(Dataset entries)
= Beginning of Section =

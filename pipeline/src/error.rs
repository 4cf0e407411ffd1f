// SPDX-License-Identifier: Apache-2.0
// Copyright Open Network Fabric Authors

//! Pipeline error taxonomy.

use eventdev::DevError;
use eventdev::{PortId, QueueId};
use eventdev::adapter::AdapterError;
use eventdev::lcore::{LCoreId, WorkerThreadLaunchError};
use eventdev::service::ServiceError;

/// Invalid or over-capacity configuration, detected before the device is touched.
#[derive(Debug, Clone, PartialEq, Eq, thiserror::Error)]
pub enum ConfigError {
    #[error("no receive sources configured")]
    NoSources,
    #[error("no worker lcores configured")]
    NoWorkers,
    #[error("no pipeline stages configured")]
    NoStages,
    #[error("{requested} pipeline stages requested, at most {max} supported")]
    TooManyStages { requested: usize, max: usize },
    #[error("the flow bound must not be zero")]
    NoFlows,
    #[error("worker dequeue depth must not be zero")]
    ZeroDequeueDepth,
    #[error("lcore {0} is both a worker and a service lcore")]
    SharedLCore(LCoreId),
    #[error("too many event queues: planned {requested}, device supports {available}")]
    TooManyQueues { requested: usize, available: usize },
    #[error("too many event ports: planned {requested}, device supports {available}")]
    TooManyPorts { requested: usize, available: usize },
    #[error("too many flows per queue: requested {requested}, device supports {available}")]
    TooManyFlows { requested: u32, available: u32 },
    #[error(
        "queue {queue}: {requested} order sequences requested, device supports {available} events"
    )]
    TooManyOrderSequences {
        queue: QueueId,
        requested: u32,
        available: u32,
    },
    #[error("worker dequeue depth {requested} exceeds device maximum {available}")]
    DequeueDepth { requested: u16, available: u16 },
    #[error("event device '{driver}' cannot carry all scheduling types on one queue")]
    NoAllTypesQueues { driver: &'static str },
}

#[derive(Debug, thiserror::Error)]
pub enum PipelineError {
    #[error(transparent)]
    Config(#[from] ConfigError),
    /// A port refused events even after the bounded retries.
    #[error("port {port}: {pending} events still refused after {retries} retries")]
    ResourceExhausted {
        port: PortId,
        pending: usize,
        retries: u32,
    },
    #[error("event device fault: {0}")]
    DeviceFault(#[from] DevError),
    #[error("setup of queue {queue} failed: {source}")]
    QueueSetup {
        queue: QueueId,
        #[source]
        source: DevError,
    },
    #[error("setup of port {port} failed: {source}")]
    PortSetup {
        port: PortId,
        #[source]
        source: DevError,
    },
    #[error("linking port {port} failed: {source}")]
    PortLink {
        port: PortId,
        #[source]
        source: DevError,
    },
    #[error("no service lcore available to run the {0}")]
    NoServiceCore(&'static str),
    #[error(transparent)]
    Service(ServiceError),
    #[error(transparent)]
    Adapter(#[from] AdapterError),
    #[error(transparent)]
    Launch(#[from] WorkerThreadLaunchError),
    #[error("worker on lcore {0} panicked")]
    WorkerPanicked(LCoreId),
    #[error("operation requires pipeline state {expected}, pipeline is {actual}")]
    InvalidState {
        expected: &'static str,
        actual: &'static str,
    },
}

impl From<ServiceError> for PipelineError {
    fn from(value: ServiceError) -> Self {
        match value {
            ServiceError::NoServiceCore => PipelineError::NoServiceCore("service"),
            other => PipelineError::Service(other),
        }
    }
}

/// Lifecycle steps, in execution order.
#[derive(Debug, Copy, Clone, PartialEq, Eq, strum::Display)]
#[strum(serialize_all = "snake_case")]
pub enum Step {
    OptionCheck,
    Plan,
    CapabilityCheck,
    Configure,
    Start,
    ActivateService,
    LaunchWorkers,
    Drain,
    Stop,
    Destroy,
}

/// A lifecycle failure, naming the step that failed.
#[derive(Debug, thiserror::Error)]
#[error("{step} failed: {error}")]
pub struct LifecycleError {
    pub step: Step,
    #[source]
    pub error: PipelineError,
}

impl LifecycleError {
    #[must_use]
    pub fn new(step: Step, error: impl Into<PipelineError>) -> Self {
        Self {
            step,
            error: error.into(),
        }
    }
}

/// Attach a [`Step`] to the error of a fallible lifecycle operation.
pub(crate) trait AtStep<T> {
    fn at(self, step: Step) -> Result<T, LifecycleError>;
}

impl<T, E: Into<PipelineError>> AtStep<T> for Result<T, E> {
    fn at(self, step: Step) -> Result<T, LifecycleError> {
        self.map_err(|e| LifecycleError::new(step, e))
    }
}

#[cfg(test)]
mod test {
    use super::*;

    #[test]
    fn lifecycle_error_names_step_and_resource() {
        let err: Result<(), ConfigError> = Err(ConfigError::TooManyQueues {
            requested: 9,
            available: 8,
        });
        let err = err.at(Step::CapabilityCheck).unwrap_err();
        assert_eq!(
            err.to_string(),
            "capability_check failed: too many event queues: planned 9, device supports 8"
        );
    }

    #[test]
    fn missing_service_core_is_its_own_error() {
        let err = PipelineError::from(ServiceError::NoServiceCore);
        assert!(matches!(err, PipelineError::NoServiceCore(_)));
    }
}
// SPDX-License-Identifier: Apache-2.0
// Copyright Open Network Fabric Authors

//! Command line of the `evpipe` binary.

#![deny(clippy::all, clippy::pedantic)]
#![allow(clippy::missing_errors_doc)]

pub use clap::Parser;
use eventdev::SchedType;
use eventdev::lcore::LCoreSet;
use pipeline::{PipelineOpts, PipelineOptsBuilderError, Topology};
use std::fmt::Display;
use std::str::FromStr;

/// A list of stage scheduling types, one letter per stage: `a` (atomic), `o` (ordered),
/// `p` (parallel). Commas between letters are ignored, so `aop` and `a,o,p` are the same list.
#[derive(Debug, Clone, PartialEq, Eq, serde::Serialize)]
pub struct StageList(Vec<SchedType>);

#[derive(Debug, Clone, PartialEq, Eq, thiserror::Error, miette::Diagnostic)]
pub enum InvalidStageList {
    #[error("empty stage list")]
    #[diagnostic(help("give one letter per stage, e.g. --stlist aop"))]
    Empty,
    #[error("'{0}' is not a stage type")]
    #[diagnostic(help("stage types are a (atomic), o (ordered) and p (parallel)"))]
    UnknownType(char),
}

impl StageList {
    #[must_use]
    pub fn as_slice(&self) -> &[SchedType] {
        &self.0
    }
}

impl From<StageList> for Vec<SchedType> {
    fn from(value: StageList) -> Self {
        value.0
    }
}

impl FromStr for StageList {
    type Err = InvalidStageList;

    fn from_str(input: &str) -> Result<Self, Self::Err> {
        let stages = input
            .chars()
            .filter(|c| *c != ',' && !c.is_whitespace())
            .map(|c| match c.to_ascii_lowercase() {
                'a' => Ok(SchedType::Atomic),
                'o' => Ok(SchedType::Ordered),
                'p' => Ok(SchedType::Parallel),
                _ => Err(InvalidStageList::UnknownType(c)),
            })
            .collect::<Result<Vec<_>, _>>()?;
        if stages.is_empty() {
            return Err(InvalidStageList::Empty);
        }
        Ok(StageList(stages))
    }
}

impl Display for StageList {
    fn fmt(&self, f: &mut std::fmt::Formatter<'_>) -> std::fmt::Result {
        for stage in &self.0 {
            let letter = match stage {
                SchedType::Atomic => 'a',
                SchedType::Ordered => 'o',
                SchedType::Parallel => 'p',
            };
            write!(f, "{letter}")?;
        }
        Ok(())
    }
}

#[derive(Debug, thiserror::Error, miette::Diagnostic)]
pub enum InvalidCmdArguments {
    #[error("no worker lcores given")]
    #[diagnostic(help("pass the worker lcores with --wlcores, e.g. --wlcores 1-4"))]
    NoWorkers,
    #[error("lcore {0} given both as a worker and as a service lcore")]
    #[diagnostic(help("--wlcores and --slcores must not overlap"))]
    SharedLCore(u32),
    #[error(transparent)]
    Options(#[from] PipelineOptsBuilderError),
}

#[derive(Parser, Debug, serde::Serialize)]
#[command(name = "evpipe")]
#[command(version)]
#[command(about = "A staged, flow-aware event pipeline", long_about = None)]
#[allow(clippy::struct_excessive_bools)]
pub struct CmdArgs {
    #[arg(
        long,
        value_name = "atq|queue",
        default_value_t = Topology::AllTypesQueue,
        help = "Queue topology: one all-types queue per receive source (atq) or one queue per stage and source (queue)"
    )]
    topology: Topology,

    #[arg(
        long,
        value_name = "N",
        default_value_t = 1,
        value_parser = clap::value_parser!(u16).range(1..=64),
        help = "Number of receive sources in [1..64]"
    )]
    sources: u16,

    #[arg(
        long,
        value_name = "LCORES",
        help = "Worker lcores, e.g. 1,3-5. One worker port per lcore"
    )]
    wlcores: Option<LCoreSet>,

    #[arg(
        long,
        value_name = "LCORES",
        help = "Service lcores for the event scheduler and the transmit service, e.g. 6-7"
    )]
    slcores: Option<LCoreSet>,

    #[arg(
        long,
        value_name = "STAGES",
        default_value = "a",
        help = "Scheduling type of each stage, one letter per stage: a (atomic), o (ordered), p (parallel).
Example: --stlist aop runs three stages"
    )]
    stlist: StageList,

    #[arg(
        long,
        value_name = "N",
        default_value_t = 1024,
        value_parser = clap::value_parser!(u32).range(1..),
        help = "Flow contexts per queue"
    )]
    nb_flows: u32,

    #[arg(
        long,
        value_name = "N",
        value_parser = clap::value_parser!(u16).range(1..),
        help = "Worker port dequeue depth (default: device maximum)"
    )]
    wkr_deq_dep: Option<u16>,

    #[arg(
        long,
        value_name = "N",
        default_value_t = 1 << 20,
        help = "Packets generated per receive source, 0 to run until interrupted"
    )]
    nb_pkts: u64,

    #[arg(long, default_value_t = false, help = "Dequeue one event at a time")]
    no_burst: bool,

    #[arg(
        long,
        default_value_t = false,
        help = "Treat the transmit path as unsafe for concurrent calls"
    )]
    mt_unsafe: bool,

    #[arg(
        long,
        value_name = "N",
        default_value_t = 3,
        help = "Retries of a refused enqueue or transmit before the events are dropped"
    )]
    enq_retries: u32,

    #[arg(
        long,
        value_name = "N",
        default_value_t = 64,
        help = "Polls per dequeue before a worker checks for stop"
    )]
    deq_polls: u32,

    #[arg(
        long,
        value_name = "LEVEL",
        default_value_t = tracing::Level::INFO,
        help = "Log level, one of error, warn, info, debug, trace. RUST_LOG takes precedence"
    )]
    #[serde(serialize_with = "serialize_display")]
    log_level: tracing::Level,
}

fn serialize_display<T: Display, S: serde::Serializer>(
    value: &T,
    serializer: S,
) -> Result<S::Ok, S::Error> {
    serializer.collect_str(value)
}

impl CmdArgs {
    #[must_use]
    pub fn log_level(&self) -> tracing::Level {
        self.log_level
    }

    #[must_use]
    pub fn stages(&self) -> &[SchedType] {
        self.stlist.as_slice()
    }
}

impl TryFrom<CmdArgs> for PipelineOpts {
    type Error = InvalidCmdArguments;

    fn try_from(value: CmdArgs) -> Result<Self, InvalidCmdArguments> {
        let workers = value.wlcores.ok_or(InvalidCmdArguments::NoWorkers)?;
        if workers.is_empty() {
            return Err(InvalidCmdArguments::NoWorkers);
        }
        let services = value.slcores.unwrap_or_default();
        if let Some(shared) = services.iter().find(|&l| workers.contains(l)) {
            return Err(InvalidCmdArguments::SharedLCore(shared.as_u32()));
        }
        let mut builder = PipelineOpts::builder();
        builder
            .topology(value.topology)
            .nb_sources(value.sources)
            .worker_lcores(workers)
            .service_lcores(services)
            .stages(value.stlist)
            .nb_flows(value.nb_flows)
            .nb_pkts(value.nb_pkts)
            .burst(!value.no_burst)
            .mt_unsafe(value.mt_unsafe)
            .enq_retries(value.enq_retries)
            .deq_polls(value.deq_polls);
        if let Some(depth) = value.wkr_deq_dep {
            builder.worker_dequeue_depth(depth);
        }
        Ok(builder.build()?)
    }
}

#[cfg(test)]
mod tests {
    use super::*;
    use eventdev::lcore::LCoreId;
    use pretty_assertions::assert_eq;

    fn parse(args: &[&str]) -> Result<CmdArgs, clap::Error> {
        CmdArgs::try_parse_from(std::iter::once("evpipe").chain(args.iter().copied()))
    }

    #[test]
    fn test_parse_stage_list() {
        let stages: StageList = "aop".parse().unwrap();
        assert_eq!(
            stages.as_slice(),
            &[SchedType::Atomic, SchedType::Ordered, SchedType::Parallel]
        );
        assert_eq!("a,O,p".parse::<StageList>().unwrap(), stages);
        assert_eq!(stages.to_string(), "aop");
        assert_eq!("".parse::<StageList>(), Err(InvalidStageList::Empty));
        assert_eq!(",".parse::<StageList>(), Err(InvalidStageList::Empty));
        assert_eq!(
            "ax".parse::<StageList>(),
            Err(InvalidStageList::UnknownType('x'))
        );
    }

    #[test]
    fn stage_list_never_panics() {
        bolero::check!().with_type::<String>().for_each(|input| {
            if let Ok(stages) = input.parse::<StageList>() {
                assert!(!stages.as_slice().is_empty());
                assert_eq!(stages.to_string().parse::<StageList>(), Ok(stages));
            }
        });
    }

    #[test]
    fn test_defaults() {
        let opts = PipelineOpts::try_from(parse(&["--wlcores", "1-2"]).unwrap()).unwrap();
        assert_eq!(opts.topology, Topology::AllTypesQueue);
        assert_eq!(opts.nb_sources, 1);
        assert_eq!(opts.nb_workers(), 2);
        assert!(opts.service_lcores.is_empty());
        assert_eq!(opts.stages, vec![SchedType::Atomic]);
        assert_eq!(opts.nb_flows, 1024);
        assert_eq!(opts.worker_dequeue_depth, None);
        assert!(opts.burst);
        assert!(!opts.mt_unsafe);
        assert_eq!(opts.enq_retries, 3);
    }

    #[test]
    fn test_full_command_line() {
        let args = parse(&[
            "--topology",
            "queue",
            "--sources",
            "2",
            "--wlcores",
            "1,3-4",
            "--slcores",
            "5",
            "--stlist",
            "aap",
            "--nb-flows",
            "64",
            "--wkr-deq-dep",
            "16",
            "--nb-pkts",
            "0",
            "--no-burst",
            "--mt-unsafe",
            "--enq-retries",
            "7",
            "--deq-polls",
            "8",
            "--log-level",
            "debug",
        ])
        .unwrap();
        assert_eq!(args.log_level(), tracing::Level::DEBUG);
        let opts = PipelineOpts::try_from(args).unwrap();
        assert_eq!(opts.topology, Topology::QueuePerStage);
        assert_eq!(opts.nb_sources, 2);
        assert_eq!(
            opts.worker_lcores.iter().collect::<Vec<_>>(),
            vec![LCoreId(1), LCoreId(3), LCoreId(4)]
        );
        assert_eq!(
            opts.service_lcores.iter().collect::<Vec<_>>(),
            vec![LCoreId(5)]
        );
        assert_eq!(
            opts.stages,
            vec![SchedType::Atomic, SchedType::Atomic, SchedType::Parallel]
        );
        assert_eq!(opts.nb_flows, 64);
        assert_eq!(opts.worker_dequeue_depth, Some(16));
        assert_eq!(opts.nb_pkts, 0);
        assert!(!opts.burst);
        assert!(opts.mt_unsafe);
        assert_eq!(opts.enq_retries, 7);
        assert_eq!(opts.deq_polls, 8);
        assert_eq!(opts.check(), Ok(()));
    }

    #[test]
    fn test_rejected_command_lines() {
        assert!(matches!(
            PipelineOpts::try_from(parse(&[]).unwrap()),
            Err(InvalidCmdArguments::NoWorkers)
        ));
        assert!(matches!(
            PipelineOpts::try_from(parse(&["--wlcores", "1-3", "--slcores", "3"]).unwrap()),
            Err(InvalidCmdArguments::SharedLCore(3))
        ));
        assert!(parse(&["--wlcores", "1", "--stlist", "ax"]).is_err());
        assert!(parse(&["--wlcores", "1", "--topology", "ring"]).is_err());
        assert!(parse(&["--wlcores", "3-1"]).is_err());
        assert!(parse(&["--wlcores", "1", "--sources", "0"]).is_err());
        assert!(parse(&["--wlcores", "1", "--nb-flows", "0"]).is_err());
        assert!(parse(&["--wlcores", "1", "--wkr-deq-dep", "0"]).is_err());
    }
}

= End of Section =

_Task goal_
Where a line of the entries holds the string "strum", include it in the count, and give only the final number.

_Exercise solution_
2